January 6, 2008
2008 eROI Online Marketing Prediction #1: Support Local
Businesses Must Support Their Local Community or they will suffer (PR backlash, customer and vendor pressure). Local is the new Organic, but for businesses, not just consumers. There is such truth to the expression - the more you give, the more you get. It applies to giving of your time and money to charity causes and even non-profit professional associations. On the surface, it appears to be a major expense and unproductive distraction to give a significant amount of executive time, employee resources, and company money to local charities like Friends of the Children, Start Making a Reader Today, Zenger Farm, or the Boys and Girls Club. The same logic applies to professional organizations like Oregon Entrepreneurs Network, Starve Ups, Portland Advertising Federation, Software Association of Oregon, American Marketing Association, and a handful of others. Examples of companies who focus on giving back to their communities (click on each company name to go directly to their community involvement webpage) include Kettle Foods, Jive Software, and eROI.
However, it is flawed logic to look at giving back to the community as an expense. Here's why:
- Gain awareness to large groups of prospective clients. Customer acquisition costs are much lower when a business and its customer have a shared connection and shared values.

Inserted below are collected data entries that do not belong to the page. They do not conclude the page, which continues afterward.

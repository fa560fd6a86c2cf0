use async_trait::async_trait;
use reqwest::Method;

use yotsu_types::api::{
    AddMembersRequest, AddReactionRequest, CheckEmailRequest, CreateChannelRequest,
    EditMessageRequest, LoginRequest, MessageQuery, RefreshRequest, RegisterRequest,
    RegisterResponse, SendMessageRequest, TokenResponse, TotpVerifyRequest,
    TransferOwnershipRequest, UpdateChannelRequest, UpdateRoleRequest, VerifyResponse,
};
use yotsu_types::models::{Channel, Member, Message, ReactionAggregate};
use yotsu_types::{ChannelId, MessageId, UserId};

use crate::client::ApiClient;
use crate::error::{ApiError, ApiResult};

/// The backend contract the client consumes. Every method that takes a
/// `token` sends it as a bearer credential.
#[async_trait]
pub trait Backend: Send + Sync {
    // -- Auth --

    async fn login(&self, req: &LoginRequest) -> ApiResult<TokenResponse>;

    async fn register(&self, req: &RegisterRequest) -> ApiResult<RegisterResponse>;

    /// `Ok(false)` when the address is already registered.
    async fn check_email(&self, email: &str) -> ApiResult<bool>;

    /// `temp_token` is the bearer for this call.
    async fn verify_2fa(&self, temp_token: &str, req: &TotpVerifyRequest)
    -> ApiResult<TokenResponse>;

    async fn refresh(&self, req: &RefreshRequest) -> ApiResult<TokenResponse>;

    async fn verify_token(&self, token: &str) -> ApiResult<VerifyResponse>;

    // -- Channels --

    async fn list_channels(&self, token: &str) -> ApiResult<Vec<Channel>>;

    async fn get_channel(&self, token: &str, channel_id: ChannelId) -> ApiResult<Channel>;

    async fn create_channel(&self, token: &str, req: &CreateChannelRequest) -> ApiResult<Channel>;

    async fn update_channel(
        &self,
        token: &str,
        channel_id: ChannelId,
        req: &UpdateChannelRequest,
    ) -> ApiResult<Channel>;

    // -- Members --

    async fn list_members(&self, token: &str, channel_id: ChannelId) -> ApiResult<Vec<Member>>;

    async fn add_members(
        &self,
        token: &str,
        channel_id: ChannelId,
        req: &AddMembersRequest,
    ) -> ApiResult<()>;

    async fn remove_member(&self, token: &str, channel_id: ChannelId, user_id: UserId)
    -> ApiResult<()>;

    async fn update_member_role(
        &self,
        token: &str,
        channel_id: ChannelId,
        user_id: UserId,
        req: &UpdateRoleRequest,
    ) -> ApiResult<()>;

    /// Only the current owner may call this; they become an admin.
    async fn transfer_ownership(
        &self,
        token: &str,
        channel_id: ChannelId,
        req: &TransferOwnershipRequest,
    ) -> ApiResult<()>;

    // -- Messages --

    async fn list_messages(
        &self,
        token: &str,
        channel_id: ChannelId,
        query: &MessageQuery,
    ) -> ApiResult<Vec<Message>>;

    async fn send_message(&self, token: &str, req: &SendMessageRequest) -> ApiResult<Message>;

    async fn edit_message(
        &self,
        token: &str,
        message_id: MessageId,
        req: &EditMessageRequest,
    ) -> ApiResult<Message>;

    async fn delete_message(&self, token: &str, message_id: MessageId) -> ApiResult<()>;

    // -- Reactions --

    async fn list_reactions(
        &self,
        token: &str,
        message_id: MessageId,
    ) -> ApiResult<Vec<ReactionAggregate>>;

    async fn add_reaction(
        &self,
        token: &str,
        message_id: MessageId,
        req: &AddReactionRequest,
    ) -> ApiResult<()>;

    async fn remove_reaction(&self, token: &str, message_id: MessageId, emoji: &str)
    -> ApiResult<()>;
}

#[async_trait]
impl Backend for ApiClient {
    // -- Auth --

    async fn login(&self, req: &LoginRequest) -> ApiResult<TokenResponse> {
        let builder = self.request(Method::POST, &["auth", "login"], None)?.json(req);
        self.send_json(builder).await
    }

    async fn register(&self, req: &RegisterRequest) -> ApiResult<RegisterResponse> {
        let builder = self.request(Method::POST, &["auth", "register"], None)?.json(req);
        self.send_json(builder).await
    }

    async fn check_email(&self, email: &str) -> ApiResult<bool> {
        let body = CheckEmailRequest {
            email: email.to_string(),
        };
        let builder = self
            .request(Method::POST, &["auth", "check-email"], None)?
            .json(&body);
        match self.send_unit(builder).await {
            Ok(()) => Ok(true),
            Err(ApiError::Status { status: 409, .. }) => Ok(false),
            Err(e) => Err(e),
        }
    }

    async fn verify_2fa(
        &self,
        temp_token: &str,
        req: &TotpVerifyRequest,
    ) -> ApiResult<TokenResponse> {
        let builder = self
            .request(Method::POST, &["auth", "verify-2fa"], Some(temp_token))?
            .json(req);
        self.send_json(builder).await
    }

    async fn refresh(&self, req: &RefreshRequest) -> ApiResult<TokenResponse> {
        let builder = self.request(Method::POST, &["auth", "refresh"], None)?.json(req);
        self.send_json(builder).await
    }

    async fn verify_token(&self, token: &str) -> ApiResult<VerifyResponse> {
        let builder = self.request(Method::GET, &["auth", "verify"], Some(token))?;
        self.send_json(builder).await
    }

    // -- Channels --

    async fn list_channels(&self, token: &str) -> ApiResult<Vec<Channel>> {
        let builder = self.request(Method::GET, &["channels"], Some(token))?;
        self.send_json(builder).await
    }

    async fn get_channel(&self, token: &str, channel_id: ChannelId) -> ApiResult<Channel> {
        let id = channel_id.to_string();
        let builder = self.request(Method::GET, &["channels", &id], Some(token))?;
        self.send_json(builder).await
    }

    async fn create_channel(&self, token: &str, req: &CreateChannelRequest) -> ApiResult<Channel> {
        let builder = self
            .request(Method::POST, &["channels"], Some(token))?
            .json(req);
        self.send_json(builder).await
    }

    async fn update_channel(
        &self,
        token: &str,
        channel_id: ChannelId,
        req: &UpdateChannelRequest,
    ) -> ApiResult<Channel> {
        let id = channel_id.to_string();
        let builder = self
            .request(Method::PATCH, &["channels", &id], Some(token))?
            .json(req);
        self.send_json(builder).await
    }

    // -- Members --

    async fn list_members(&self, token: &str, channel_id: ChannelId) -> ApiResult<Vec<Member>> {
        let id = channel_id.to_string();
        let builder = self.request(Method::GET, &["members", &id], Some(token))?;
        self.send_json(builder).await
    }

    async fn add_members(
        &self,
        token: &str,
        channel_id: ChannelId,
        req: &AddMembersRequest,
    ) -> ApiResult<()> {
        let id = channel_id.to_string();
        let builder = self
            .request(Method::POST, &["members", &id], Some(token))?
            .json(req);
        self.send_unit(builder).await
    }

    async fn remove_member(
        &self,
        token: &str,
        channel_id: ChannelId,
        user_id: UserId,
    ) -> ApiResult<()> {
        let (cid, uid) = (channel_id.to_string(), user_id.to_string());
        let builder = self.request(Method::DELETE, &["members", &cid, &uid], Some(token))?;
        self.send_unit(builder).await
    }

    async fn update_member_role(
        &self,
        token: &str,
        channel_id: ChannelId,
        user_id: UserId,
        req: &UpdateRoleRequest,
    ) -> ApiResult<()> {
        let (cid, uid) = (channel_id.to_string(), user_id.to_string());
        let builder = self
            .request(Method::PUT, &["members", &cid, &uid, "role"], Some(token))?
            .json(req);
        self.send_unit(builder).await
    }

    async fn transfer_ownership(
        &self,
        token: &str,
        channel_id: ChannelId,
        req: &TransferOwnershipRequest,
    ) -> ApiResult<()> {
        let id = channel_id.to_string();
        let builder = self
            .request(Method::POST, &["members", &id, "transfer"], Some(token))?
            .json(req);
        self.send_unit(builder).await
    }

    // -- Messages --

    async fn list_messages(
        &self,
        token: &str,
        channel_id: ChannelId,
        query: &MessageQuery,
    ) -> ApiResult<Vec<Message>> {
        let id = channel_id.to_string();
        let builder = self
            .request(Method::GET, &["messages", "channels", &id], Some(token))?
            .query(query);
        self.send_json(builder).await
    }

    async fn send_message(&self, token: &str, req: &SendMessageRequest) -> ApiResult<Message> {
        let builder = self
            .request(Method::POST, &["messages"], Some(token))?
            .json(req);
        self.send_json(builder).await
    }

    async fn edit_message(
        &self,
        token: &str,
        message_id: MessageId,
        req: &EditMessageRequest,
    ) -> ApiResult<Message> {
        let id = message_id.to_string();
        let builder = self
            .request(Method::PUT, &["messages", &id], Some(token))?
            .json(req);
        self.send_json(builder).await
    }

    async fn delete_message(&self, token: &str, message_id: MessageId) -> ApiResult<()> {
        let id = message_id.to_string();
        let builder = self.request(Method::DELETE, &["messages", &id], Some(token))?;
        self.send_unit(builder).await
    }

    // -- Reactions --

    async fn list_reactions(
        &self,
        token: &str,
        message_id: MessageId,
    ) -> ApiResult<Vec<ReactionAggregate>> {
        let id = message_id.to_string();
        let builder = self.request(Method::GET, &["reactions", "messages", &id], Some(token))?;
        self.send_json(builder).await
    }

    async fn add_reaction(
        &self,
        token: &str,
        message_id: MessageId,
        req: &AddReactionRequest,
    ) -> ApiResult<()> {
        let id = message_id.to_string();
        let builder = self
            .request(Method::POST, &["reactions", "messages", &id], Some(token))?
            .json(req);
        self.send_unit(builder).await
    }

    async fn remove_reaction(
        &self,
        token: &str,
        message_id: MessageId,
        emoji: &str,
    ) -> ApiResult<()> {
        let id = message_id.to_string();
        let builder = self.request(
            Method::DELETE,
            &["reactions", "messages", &id, emoji],
            Some(token),
        )?;
        self.send_unit(builder).await
    }
}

- Community involvement creates a halo effect of positive association to an altruistic organization with shared values.
- Employee involvement in non-profit organizations deepens the emotional connection and loyalty between the employee and the company.

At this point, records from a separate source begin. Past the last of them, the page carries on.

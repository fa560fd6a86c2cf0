use std::env;
use std::path::PathBuf;

use thiserror::Error;

use crate::DEFAULT_PAGE_SIZE;

const DEFAULT_API_URL: &str = "http://localhost:8000/api";
const DEFAULT_WS_URL: &str = "ws://localhost:8000/ws";
const DEFAULT_DB_PATH: &str = "yotsu.db";

#[derive(Debug, Error)]
pub enum ConfigError {
    #[error("{key} must be a positive integer, got '{value}'")]
    InvalidNumber { key: &'static str, value: String },
}

/// Runtime settings, read from `YOTSU_*` environment variables.
#[derive(Debug, Clone, PartialEq, Eq)]
pub struct ClientConfig {
    pub api_url: String,
    pub ws_url: String,
    pub db_path: PathBuf,
    pub page_size: u32,
    pub email: Option<String>,
    pub password: Option<String>,
    pub totp_code: Option<String>,
}

impl Default for ClientConfig {
    fn default() -> Self {
        Self {
            api_url: DEFAULT_API_URL.into(),
            ws_url: DEFAULT_WS_URL.into(),
            db_path: PathBuf::from(DEFAULT_DB_PATH),
            page_size: DEFAULT_PAGE_SIZE,
            email: None,
            password: None,
            totp_code: None,
        }
    }
}

impl ClientConfig {
    pub fn from_env() -> Result<Self, ConfigError> {
        Self::from_lookup(|key| env::var(key).ok())
    }

    /// Build from any key lookup. Unset and empty values fall back to defaults.
    pub fn from_lookup<F>(lookup: F) -> Result<Self, ConfigError>
    where
        F: Fn(&str) -> Option<String>,
    {
        let get = |key: &str| lookup(key).filter(|v| !v.trim().is_empty());
        let defaults = Self::default();

        let page_size = match get("YOTSU_PAGE_SIZE") {
            Some(raw) => raw
                .trim()
                .parse::<u32>()
                .ok()
                .filter(|&n| n > 0)
                .ok_or(ConfigError::InvalidNumber {
                    key: "YOTSU_PAGE_SIZE",
                    value: raw,
                })?,
            None => defaults.page_size,
        };

        Ok(Self {
            api_url: get("YOTSU_API_URL").unwrap_or(defaults.api_url),
            ws_url: get("YOTSU_WS_URL").unwrap_or(defaults.ws_url),
            db_path: get("YOTSU_DB_PATH")
                .map(PathBuf::from)
                .unwrap_or(defaults.db_path),
            page_size,
            email: get("YOTSU_EMAIL"),
            password: get("YOTSU_PASSWORD"),
            totp_code: get("YOTSU_TOTP_CODE"),
        })
    }
}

- Employee recruiting is a whole lot easier with greater local awareness and the positive association with your business doing the right thing (especially in the younger generation of recent college grads).
- Serving on non-profit committees and Board of Directors gives you access to some of the smartest local business execs that can give valuable entrepreneurial business advice you can't get anywhere else.
- Public relations and marketing is a lot easier locally when people are genuinely routing for you.
- Finally, doing the right thing for your community is the whole point of being in business in the first place.
If you don't run a company built on a socially-conscious business model, the least you can do is get involved in your community and I guarantee you will have a huge return on investment for that effort.
Comments (1)
| Posted by ryan at 7:19 AM | Permalink
2008 eROI Online Marketing Prediction #2: Collaboration Software
Social networking sites will turn into collaborative software platforms (think online Calendar, spreadsheets, word processing, web conference, presentation collaboration, image manipulation between many parties, and the already-standard email, chat, IM, blog, profile pages). Social networking isn't just for kids anymore. Over 60% of new Facebook users are over 30 years old now. These 30, 40, 50, and a few 60somethings are professionals who will leverage these online communities to help with more than just business development.
If Facebook, LinkedIn, and other social community sites add professional collaboration tools like personalized calendars, spreadsheets, whiteboards into the mix, business people and businesses as a whole will standardize their entire internal communication operations (document sharing, chat, IM, blog, email threaded discussions) on these collaboration communities for increased productivity, mobility and trackability. A leader in the new frontier of Web 2.0.0.8 Collaboration Software is Portland's own Jive Software and their blazing hot new product called Clearspace.
Comments (2)
| Posted by ryan at 6:14 AM | Permalink
2008 eROI Online Marketing Prediction #3: Mobile
Email Service Providers (ESPs) will specialize in optimizing the content rendering on mobile devices. You've received email newsletters on your Blackberry that have image links and website links that are 4-5 lines long per link. It's a usability nightmare to attempt to read a long newsletter with a complex layout. The Email Experience Council ran a poll in May'07 where they found that 61% online marketers thought email should be optimized for mobile devices, yet less than 5% of ESPs offered it. ESPs will adapt and fill this customer need in '08.
Comments (0)
| Posted by ryan at 5:12 AM | Permalink
January 5, 2008
2008 eROI Online Marketing Prediction #4: traditional + interactive
Traditional agencies will acquire online marketing software companies and interactive agencies. No, we (eROI) don't want to be acquired for at least the next decade. Yes, this prediction is very real. Traditional agencies will be around for the long haul. They get the big picture. They get branding. They get traditional advertising mediums (TV, outdoor, print, etc.). They do not get interactive.
Interactive agencies get interactive because the entire culture is focused around it. Account folks talk about what they read in the daily newsletters of EmailInsider, eMarketer, MarketingVox, iMediaConnection, or MarketingSherpa. Interactive designers talk about how well certain designs will work with CSS standards, Flickr feeds, blog engines, and other limitations of the online medium that serve as amazing problems to overcome in elegant ways. Technical programmers figure out how to connect it all to a database and make sure it is strong enough to withstand huge traffic spikes if the online campaign becomes truly viral. Some of the most cutting-edge interactive work is done by smaller interactive shops or recently acquired interactive shops that have become an interactive division of a large traditional agency. In a marketing world of increasing complexity, the best quality is being produced by niche specialists (which even includes old examples of the first large-scale viral website Subservient Chicken made by a small interactive agency, the Barbarian Group).